Policy-based prevention approaches, including data loss prevention (DLP) and cloud access security brokers (CASBs), simply can’t keep up. The focus should be on prioritizing the activities that actually represent risk, allowing teams to work how they need to work, on any network, without disrupting business operations.
Post IPO: Prep for employees, and data, to leave
Regardless of how excited employees are about an IPO or how successful the listing goes, business leaders need to prepare themselves for employees leaving after the fact. On average, 2.3% of employees leave their employer in the three years post-IPO filing, according to a recent research paper.
Following Facebook’s IPO in 2012, the company saw many of its executive and team leaders leave. While the reasons for their departures varied, many noted that post-IPO the company felt too big to meet their needs professionally and limited their ability to connect with team members. Others wanted to return to their entrepreneurial roots and work for smaller companies where they could learn new skills and help build a company’s future.
As resignation notices come in post-IPO, business leaders must consider what departing employees are taking with them regarding sensitive and proprietary data. Today, many employees feel a much stronger sense of ownership over their work, and as such may feel that data sets, presentations, and research documents actually belong to them as well as to the company they work for. This is one reason why we see a heightened correlation between departing employees and employee-driven data exposure events.
New research from my employer, Code42, indicates that there is a one in three chance that a departing employee will take your company’s sensitive IP with them.

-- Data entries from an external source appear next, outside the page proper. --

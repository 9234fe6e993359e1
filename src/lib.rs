//! Splits concatenated scanned statements into one PDF per
//! "LIQUIDACIÓN PROVISIONAL" page.

pub mod cli;
pub mod commands;
pub mod detect;
pub mod model;
pub mod pdf;
pub mod util;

The importance of security-based off-boarding
With 4.4 million Americans quitting their jobs in February, according to the US Bureau of Labor Statistics, companies must take a proactive approach to securing data. One way to do this is to incorporate security awareness training in your employee off-boarding.
We often hear about the importance of incorporating this training into the on-boarding process with new employees, but it’s just as important during off-boarding. Most employees who take data do so long before their two-week notice, so reiterating company policies can help eliminate data leaving an organization. Without the right data protection tools and strategies baked into the off-boarding process, many employees will walk out the door with data.
Redefining how we protect our IP
Proprietary data and sensitive IP are the backbone of any organization. It’s what sets them apart and gives them a competitive edge. As your company prepares for major milestones throughout its lifecycle, there are countless opportunities for data to be exposed and unintentionally exfiltrated.
To effectively detect IP theft before trade secrets walk out the door, businesses need to reexamine data security strategies to make sure they’re considering the way we work today and not limited by tools designed for the way we worked before. Over half (55%) of leaders are concerned their employees have become lax with their cybersecurity practices in today’s hybrid-remote work environment, according to new data from my employer, Code42.
The current reshaping of “normal” in modern workplaces presents major opportunities to reimagine and redefine everything from when and where we work, to how we protect and support work, wherever it’s happening. I hope you seize that opportunity.